== PROBLEM ==
The answer is every line of the records that holds the word "REST", copied in full.
[Start of section]
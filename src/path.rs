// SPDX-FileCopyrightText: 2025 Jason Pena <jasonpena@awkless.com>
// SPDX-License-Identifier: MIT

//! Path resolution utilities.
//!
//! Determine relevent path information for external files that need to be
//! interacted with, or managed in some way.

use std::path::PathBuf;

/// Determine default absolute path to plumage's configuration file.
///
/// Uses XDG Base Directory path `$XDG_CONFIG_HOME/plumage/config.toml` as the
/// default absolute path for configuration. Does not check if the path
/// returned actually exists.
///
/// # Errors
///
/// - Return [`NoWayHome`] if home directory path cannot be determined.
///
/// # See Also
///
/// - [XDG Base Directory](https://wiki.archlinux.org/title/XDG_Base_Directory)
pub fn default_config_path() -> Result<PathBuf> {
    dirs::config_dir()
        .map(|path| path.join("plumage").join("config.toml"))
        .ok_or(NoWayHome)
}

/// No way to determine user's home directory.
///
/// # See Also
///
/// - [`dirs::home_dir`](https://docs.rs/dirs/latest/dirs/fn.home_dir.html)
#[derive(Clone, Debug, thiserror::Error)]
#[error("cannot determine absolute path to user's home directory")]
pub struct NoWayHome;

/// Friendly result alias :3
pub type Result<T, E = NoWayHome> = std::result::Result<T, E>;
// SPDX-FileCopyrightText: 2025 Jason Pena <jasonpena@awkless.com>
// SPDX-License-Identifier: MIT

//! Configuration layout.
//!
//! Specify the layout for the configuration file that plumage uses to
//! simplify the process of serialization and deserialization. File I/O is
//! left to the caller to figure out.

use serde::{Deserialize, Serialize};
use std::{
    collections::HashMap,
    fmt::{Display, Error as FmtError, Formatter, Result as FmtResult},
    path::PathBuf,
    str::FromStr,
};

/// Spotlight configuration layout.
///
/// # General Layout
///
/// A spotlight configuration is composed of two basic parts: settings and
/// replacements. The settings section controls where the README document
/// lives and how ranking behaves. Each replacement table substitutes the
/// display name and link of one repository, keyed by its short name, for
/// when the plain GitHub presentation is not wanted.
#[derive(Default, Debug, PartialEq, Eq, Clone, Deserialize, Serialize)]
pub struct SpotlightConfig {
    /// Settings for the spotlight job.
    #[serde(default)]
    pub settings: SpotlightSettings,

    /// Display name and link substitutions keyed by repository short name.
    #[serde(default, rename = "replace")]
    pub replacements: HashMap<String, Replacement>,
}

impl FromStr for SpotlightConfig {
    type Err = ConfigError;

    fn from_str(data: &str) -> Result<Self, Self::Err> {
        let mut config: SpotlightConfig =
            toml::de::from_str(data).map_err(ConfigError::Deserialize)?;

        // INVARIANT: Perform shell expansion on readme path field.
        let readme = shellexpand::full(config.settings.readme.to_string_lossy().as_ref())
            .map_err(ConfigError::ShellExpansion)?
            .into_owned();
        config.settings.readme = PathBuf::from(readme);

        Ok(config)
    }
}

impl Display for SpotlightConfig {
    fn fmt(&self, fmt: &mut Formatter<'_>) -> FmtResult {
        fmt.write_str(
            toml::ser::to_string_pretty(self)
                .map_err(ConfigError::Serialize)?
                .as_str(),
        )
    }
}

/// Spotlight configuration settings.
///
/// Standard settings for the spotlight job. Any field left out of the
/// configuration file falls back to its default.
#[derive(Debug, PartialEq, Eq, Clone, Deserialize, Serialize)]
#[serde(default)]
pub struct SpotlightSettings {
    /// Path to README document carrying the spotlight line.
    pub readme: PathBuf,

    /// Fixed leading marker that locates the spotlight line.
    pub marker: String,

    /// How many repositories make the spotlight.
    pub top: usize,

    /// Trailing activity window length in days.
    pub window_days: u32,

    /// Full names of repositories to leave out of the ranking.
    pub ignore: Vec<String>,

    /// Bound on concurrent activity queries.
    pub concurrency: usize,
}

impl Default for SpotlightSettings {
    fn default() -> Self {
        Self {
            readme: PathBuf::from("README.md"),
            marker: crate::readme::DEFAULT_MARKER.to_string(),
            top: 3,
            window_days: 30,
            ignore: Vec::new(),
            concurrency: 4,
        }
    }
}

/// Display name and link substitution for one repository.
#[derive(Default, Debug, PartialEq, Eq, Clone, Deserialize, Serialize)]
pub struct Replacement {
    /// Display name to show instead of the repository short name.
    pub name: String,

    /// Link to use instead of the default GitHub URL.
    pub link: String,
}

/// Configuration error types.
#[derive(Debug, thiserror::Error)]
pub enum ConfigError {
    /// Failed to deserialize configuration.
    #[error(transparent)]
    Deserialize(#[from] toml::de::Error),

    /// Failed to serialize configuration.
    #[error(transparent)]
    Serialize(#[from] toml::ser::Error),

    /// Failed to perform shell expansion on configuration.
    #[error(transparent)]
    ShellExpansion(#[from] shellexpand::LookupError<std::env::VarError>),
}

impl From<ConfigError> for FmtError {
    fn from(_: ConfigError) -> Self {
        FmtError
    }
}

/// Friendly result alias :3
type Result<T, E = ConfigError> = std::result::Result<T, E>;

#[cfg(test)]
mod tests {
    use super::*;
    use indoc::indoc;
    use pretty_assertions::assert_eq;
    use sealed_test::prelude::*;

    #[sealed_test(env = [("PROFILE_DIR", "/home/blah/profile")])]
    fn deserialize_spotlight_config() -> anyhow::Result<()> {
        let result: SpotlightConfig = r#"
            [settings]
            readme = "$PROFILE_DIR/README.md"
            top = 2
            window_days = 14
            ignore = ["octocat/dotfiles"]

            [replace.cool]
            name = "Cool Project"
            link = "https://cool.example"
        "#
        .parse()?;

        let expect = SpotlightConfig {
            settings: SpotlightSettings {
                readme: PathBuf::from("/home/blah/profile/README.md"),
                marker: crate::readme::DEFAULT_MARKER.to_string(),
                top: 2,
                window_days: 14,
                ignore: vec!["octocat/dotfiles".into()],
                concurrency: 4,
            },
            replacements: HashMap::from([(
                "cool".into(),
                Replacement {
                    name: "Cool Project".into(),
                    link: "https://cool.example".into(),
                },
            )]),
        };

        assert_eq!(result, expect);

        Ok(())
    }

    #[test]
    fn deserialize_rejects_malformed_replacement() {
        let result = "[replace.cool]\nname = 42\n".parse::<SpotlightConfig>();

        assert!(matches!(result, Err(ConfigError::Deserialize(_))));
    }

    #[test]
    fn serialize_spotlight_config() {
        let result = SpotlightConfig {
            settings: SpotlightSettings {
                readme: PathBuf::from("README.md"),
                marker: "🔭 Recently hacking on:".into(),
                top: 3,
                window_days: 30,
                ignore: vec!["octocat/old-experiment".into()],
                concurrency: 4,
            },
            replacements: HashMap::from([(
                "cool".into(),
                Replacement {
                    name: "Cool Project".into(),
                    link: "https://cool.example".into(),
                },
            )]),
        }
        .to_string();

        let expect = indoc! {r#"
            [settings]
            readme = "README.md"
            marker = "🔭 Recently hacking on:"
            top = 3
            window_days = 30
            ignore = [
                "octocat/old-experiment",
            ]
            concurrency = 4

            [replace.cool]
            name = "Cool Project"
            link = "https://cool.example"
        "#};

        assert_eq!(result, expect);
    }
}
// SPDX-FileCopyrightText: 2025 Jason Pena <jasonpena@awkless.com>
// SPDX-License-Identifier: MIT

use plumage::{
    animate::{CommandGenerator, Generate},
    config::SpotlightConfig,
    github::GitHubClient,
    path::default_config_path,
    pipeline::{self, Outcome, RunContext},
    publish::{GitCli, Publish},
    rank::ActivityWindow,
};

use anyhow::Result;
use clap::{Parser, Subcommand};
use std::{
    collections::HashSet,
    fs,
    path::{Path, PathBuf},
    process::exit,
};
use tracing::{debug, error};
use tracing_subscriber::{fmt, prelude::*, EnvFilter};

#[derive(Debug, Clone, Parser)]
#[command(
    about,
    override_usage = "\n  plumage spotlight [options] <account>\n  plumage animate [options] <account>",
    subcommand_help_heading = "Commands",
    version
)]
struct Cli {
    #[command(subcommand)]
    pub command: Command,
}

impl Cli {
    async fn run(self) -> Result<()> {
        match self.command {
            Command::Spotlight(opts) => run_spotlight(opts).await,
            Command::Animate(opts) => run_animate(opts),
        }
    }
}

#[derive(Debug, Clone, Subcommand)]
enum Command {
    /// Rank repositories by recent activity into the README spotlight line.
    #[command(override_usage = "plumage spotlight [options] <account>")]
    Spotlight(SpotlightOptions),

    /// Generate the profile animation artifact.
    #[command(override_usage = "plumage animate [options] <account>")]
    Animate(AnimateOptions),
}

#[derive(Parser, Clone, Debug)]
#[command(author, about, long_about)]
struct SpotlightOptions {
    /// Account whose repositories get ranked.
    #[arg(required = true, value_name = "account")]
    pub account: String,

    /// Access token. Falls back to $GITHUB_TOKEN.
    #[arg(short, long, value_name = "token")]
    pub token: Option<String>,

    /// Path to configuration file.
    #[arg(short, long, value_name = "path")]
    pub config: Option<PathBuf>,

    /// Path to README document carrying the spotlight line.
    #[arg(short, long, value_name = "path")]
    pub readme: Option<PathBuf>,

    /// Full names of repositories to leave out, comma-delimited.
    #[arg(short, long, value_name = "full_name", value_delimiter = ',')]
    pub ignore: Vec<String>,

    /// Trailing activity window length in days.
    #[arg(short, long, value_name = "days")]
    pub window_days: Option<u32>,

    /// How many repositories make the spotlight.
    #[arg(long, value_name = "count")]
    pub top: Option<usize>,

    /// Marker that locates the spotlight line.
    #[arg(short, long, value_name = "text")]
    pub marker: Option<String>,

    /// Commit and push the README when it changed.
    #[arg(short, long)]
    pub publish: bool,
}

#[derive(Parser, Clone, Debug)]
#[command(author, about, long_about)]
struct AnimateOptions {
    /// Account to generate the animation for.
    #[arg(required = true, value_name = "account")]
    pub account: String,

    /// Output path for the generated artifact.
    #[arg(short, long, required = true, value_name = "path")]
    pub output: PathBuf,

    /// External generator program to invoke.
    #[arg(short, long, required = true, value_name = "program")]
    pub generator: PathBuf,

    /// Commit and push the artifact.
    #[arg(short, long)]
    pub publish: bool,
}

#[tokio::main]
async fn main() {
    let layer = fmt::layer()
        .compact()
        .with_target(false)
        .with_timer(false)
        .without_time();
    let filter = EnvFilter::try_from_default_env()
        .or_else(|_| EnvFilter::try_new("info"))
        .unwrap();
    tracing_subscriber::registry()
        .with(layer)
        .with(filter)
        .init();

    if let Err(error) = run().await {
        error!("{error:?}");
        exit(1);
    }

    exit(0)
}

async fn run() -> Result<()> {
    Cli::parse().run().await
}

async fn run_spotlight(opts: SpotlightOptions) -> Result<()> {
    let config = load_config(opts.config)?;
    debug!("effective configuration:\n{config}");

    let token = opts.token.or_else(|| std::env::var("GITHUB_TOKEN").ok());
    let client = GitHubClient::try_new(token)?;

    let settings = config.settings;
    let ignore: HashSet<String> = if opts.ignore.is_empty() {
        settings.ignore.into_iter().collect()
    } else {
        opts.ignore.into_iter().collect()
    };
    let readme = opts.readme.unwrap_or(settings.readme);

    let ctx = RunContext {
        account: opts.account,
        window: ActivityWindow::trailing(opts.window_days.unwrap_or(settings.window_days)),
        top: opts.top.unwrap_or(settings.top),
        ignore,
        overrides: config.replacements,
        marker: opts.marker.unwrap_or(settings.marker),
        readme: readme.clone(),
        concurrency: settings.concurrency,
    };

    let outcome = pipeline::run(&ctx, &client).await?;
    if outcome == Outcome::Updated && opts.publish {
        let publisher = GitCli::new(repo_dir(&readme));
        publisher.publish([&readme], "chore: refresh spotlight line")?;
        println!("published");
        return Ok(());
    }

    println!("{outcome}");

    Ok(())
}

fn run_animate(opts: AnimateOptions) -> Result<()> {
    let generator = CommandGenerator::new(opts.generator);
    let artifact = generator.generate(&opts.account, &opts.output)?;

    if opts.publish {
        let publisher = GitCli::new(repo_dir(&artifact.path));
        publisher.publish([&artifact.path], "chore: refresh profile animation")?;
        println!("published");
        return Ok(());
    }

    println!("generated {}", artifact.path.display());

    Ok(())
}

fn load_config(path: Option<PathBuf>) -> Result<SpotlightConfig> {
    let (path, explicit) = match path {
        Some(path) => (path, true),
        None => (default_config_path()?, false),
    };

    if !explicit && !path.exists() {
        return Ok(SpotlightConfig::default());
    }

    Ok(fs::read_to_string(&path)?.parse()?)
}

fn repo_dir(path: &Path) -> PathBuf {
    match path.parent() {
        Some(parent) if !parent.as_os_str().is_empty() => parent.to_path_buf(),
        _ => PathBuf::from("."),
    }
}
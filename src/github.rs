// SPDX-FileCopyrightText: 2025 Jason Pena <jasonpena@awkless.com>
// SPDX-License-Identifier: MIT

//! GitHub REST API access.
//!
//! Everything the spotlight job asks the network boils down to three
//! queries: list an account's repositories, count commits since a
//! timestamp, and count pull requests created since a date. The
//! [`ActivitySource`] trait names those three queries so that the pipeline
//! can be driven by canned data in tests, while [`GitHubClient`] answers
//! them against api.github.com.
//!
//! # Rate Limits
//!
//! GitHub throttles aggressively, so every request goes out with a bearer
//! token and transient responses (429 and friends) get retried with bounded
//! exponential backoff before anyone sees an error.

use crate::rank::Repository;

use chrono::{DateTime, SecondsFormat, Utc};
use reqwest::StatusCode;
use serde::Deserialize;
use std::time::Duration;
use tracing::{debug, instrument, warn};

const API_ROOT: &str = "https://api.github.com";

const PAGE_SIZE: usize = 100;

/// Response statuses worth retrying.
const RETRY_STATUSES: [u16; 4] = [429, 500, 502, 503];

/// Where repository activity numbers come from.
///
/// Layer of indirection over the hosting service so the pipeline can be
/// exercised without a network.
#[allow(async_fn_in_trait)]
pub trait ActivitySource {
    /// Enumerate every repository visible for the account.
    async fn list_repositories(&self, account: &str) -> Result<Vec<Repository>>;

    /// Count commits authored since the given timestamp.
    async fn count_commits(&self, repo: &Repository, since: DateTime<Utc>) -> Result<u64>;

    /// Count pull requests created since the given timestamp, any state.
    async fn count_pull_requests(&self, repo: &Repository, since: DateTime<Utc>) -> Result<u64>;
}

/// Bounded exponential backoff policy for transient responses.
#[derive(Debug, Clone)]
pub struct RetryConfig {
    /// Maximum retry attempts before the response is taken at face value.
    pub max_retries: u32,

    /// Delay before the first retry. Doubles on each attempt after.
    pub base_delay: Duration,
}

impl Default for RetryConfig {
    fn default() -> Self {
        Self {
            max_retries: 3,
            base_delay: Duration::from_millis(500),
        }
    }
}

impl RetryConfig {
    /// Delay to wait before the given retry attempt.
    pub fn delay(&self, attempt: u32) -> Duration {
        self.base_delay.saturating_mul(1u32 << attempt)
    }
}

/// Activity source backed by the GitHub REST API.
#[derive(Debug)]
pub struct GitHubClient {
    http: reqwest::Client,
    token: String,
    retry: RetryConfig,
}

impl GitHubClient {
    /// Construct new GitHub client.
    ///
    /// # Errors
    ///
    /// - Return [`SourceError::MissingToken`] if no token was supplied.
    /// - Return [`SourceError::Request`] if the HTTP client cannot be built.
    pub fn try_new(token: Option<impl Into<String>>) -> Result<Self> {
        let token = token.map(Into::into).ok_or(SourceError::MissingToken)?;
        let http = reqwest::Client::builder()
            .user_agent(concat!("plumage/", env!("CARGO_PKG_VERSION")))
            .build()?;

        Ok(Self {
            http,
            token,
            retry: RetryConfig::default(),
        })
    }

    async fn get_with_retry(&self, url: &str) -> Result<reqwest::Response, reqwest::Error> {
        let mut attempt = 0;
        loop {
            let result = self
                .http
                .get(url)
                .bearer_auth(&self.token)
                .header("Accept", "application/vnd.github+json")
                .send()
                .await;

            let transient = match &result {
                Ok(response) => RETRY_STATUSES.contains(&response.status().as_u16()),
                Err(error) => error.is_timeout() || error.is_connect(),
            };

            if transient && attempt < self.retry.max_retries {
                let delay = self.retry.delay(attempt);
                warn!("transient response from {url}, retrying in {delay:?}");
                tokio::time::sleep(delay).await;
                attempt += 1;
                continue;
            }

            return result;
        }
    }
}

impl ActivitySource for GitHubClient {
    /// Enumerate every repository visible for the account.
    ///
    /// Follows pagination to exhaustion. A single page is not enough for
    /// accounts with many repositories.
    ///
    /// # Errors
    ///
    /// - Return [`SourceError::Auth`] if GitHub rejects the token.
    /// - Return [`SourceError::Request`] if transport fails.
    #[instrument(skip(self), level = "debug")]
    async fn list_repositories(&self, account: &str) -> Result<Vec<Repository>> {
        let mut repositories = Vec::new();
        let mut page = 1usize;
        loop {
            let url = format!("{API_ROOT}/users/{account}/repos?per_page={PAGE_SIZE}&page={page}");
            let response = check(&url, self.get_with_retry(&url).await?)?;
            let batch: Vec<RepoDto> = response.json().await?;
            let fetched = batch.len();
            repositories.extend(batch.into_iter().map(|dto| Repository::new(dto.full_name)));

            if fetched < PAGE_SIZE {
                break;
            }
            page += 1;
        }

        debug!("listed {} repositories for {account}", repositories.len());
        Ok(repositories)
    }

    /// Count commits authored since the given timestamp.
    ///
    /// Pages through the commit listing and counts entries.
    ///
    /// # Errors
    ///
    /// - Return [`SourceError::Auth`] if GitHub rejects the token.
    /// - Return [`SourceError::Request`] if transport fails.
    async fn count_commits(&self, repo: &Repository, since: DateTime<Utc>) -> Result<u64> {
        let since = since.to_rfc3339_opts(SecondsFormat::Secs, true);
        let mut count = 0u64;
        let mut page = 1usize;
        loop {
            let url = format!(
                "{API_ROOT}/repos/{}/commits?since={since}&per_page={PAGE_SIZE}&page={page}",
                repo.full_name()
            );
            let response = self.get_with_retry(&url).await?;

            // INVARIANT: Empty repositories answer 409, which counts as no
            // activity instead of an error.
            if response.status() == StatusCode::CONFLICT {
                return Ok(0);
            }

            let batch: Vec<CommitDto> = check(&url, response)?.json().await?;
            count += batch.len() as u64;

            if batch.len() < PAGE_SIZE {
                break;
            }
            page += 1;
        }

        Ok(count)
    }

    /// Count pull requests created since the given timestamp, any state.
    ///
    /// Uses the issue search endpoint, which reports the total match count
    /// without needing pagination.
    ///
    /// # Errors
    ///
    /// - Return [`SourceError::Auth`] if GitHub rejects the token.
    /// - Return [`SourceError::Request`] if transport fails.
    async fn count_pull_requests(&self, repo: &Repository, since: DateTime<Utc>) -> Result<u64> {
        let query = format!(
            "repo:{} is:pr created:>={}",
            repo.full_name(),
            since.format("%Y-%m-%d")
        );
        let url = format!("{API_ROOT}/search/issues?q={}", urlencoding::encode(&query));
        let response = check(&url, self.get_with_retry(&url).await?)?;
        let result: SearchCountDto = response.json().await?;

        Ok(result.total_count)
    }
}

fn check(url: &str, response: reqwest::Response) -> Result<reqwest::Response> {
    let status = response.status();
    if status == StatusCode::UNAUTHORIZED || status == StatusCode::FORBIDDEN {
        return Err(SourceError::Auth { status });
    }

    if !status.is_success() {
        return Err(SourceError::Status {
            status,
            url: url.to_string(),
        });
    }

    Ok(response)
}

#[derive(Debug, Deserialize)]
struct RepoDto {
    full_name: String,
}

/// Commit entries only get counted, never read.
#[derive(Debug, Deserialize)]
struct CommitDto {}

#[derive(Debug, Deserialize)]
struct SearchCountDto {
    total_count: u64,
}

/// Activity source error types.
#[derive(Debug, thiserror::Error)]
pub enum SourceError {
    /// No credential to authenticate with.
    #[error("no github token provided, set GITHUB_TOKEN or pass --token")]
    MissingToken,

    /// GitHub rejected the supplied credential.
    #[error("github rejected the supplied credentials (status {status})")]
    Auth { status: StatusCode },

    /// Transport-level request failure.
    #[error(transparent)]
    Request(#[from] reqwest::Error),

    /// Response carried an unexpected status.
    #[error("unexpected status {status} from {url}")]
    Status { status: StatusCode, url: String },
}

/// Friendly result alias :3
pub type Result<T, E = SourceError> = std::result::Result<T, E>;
[End of section]
== SOLVED EXERCISE ==
//! GitHub REST API access.
/// Activity source backed by the GitHub REST API.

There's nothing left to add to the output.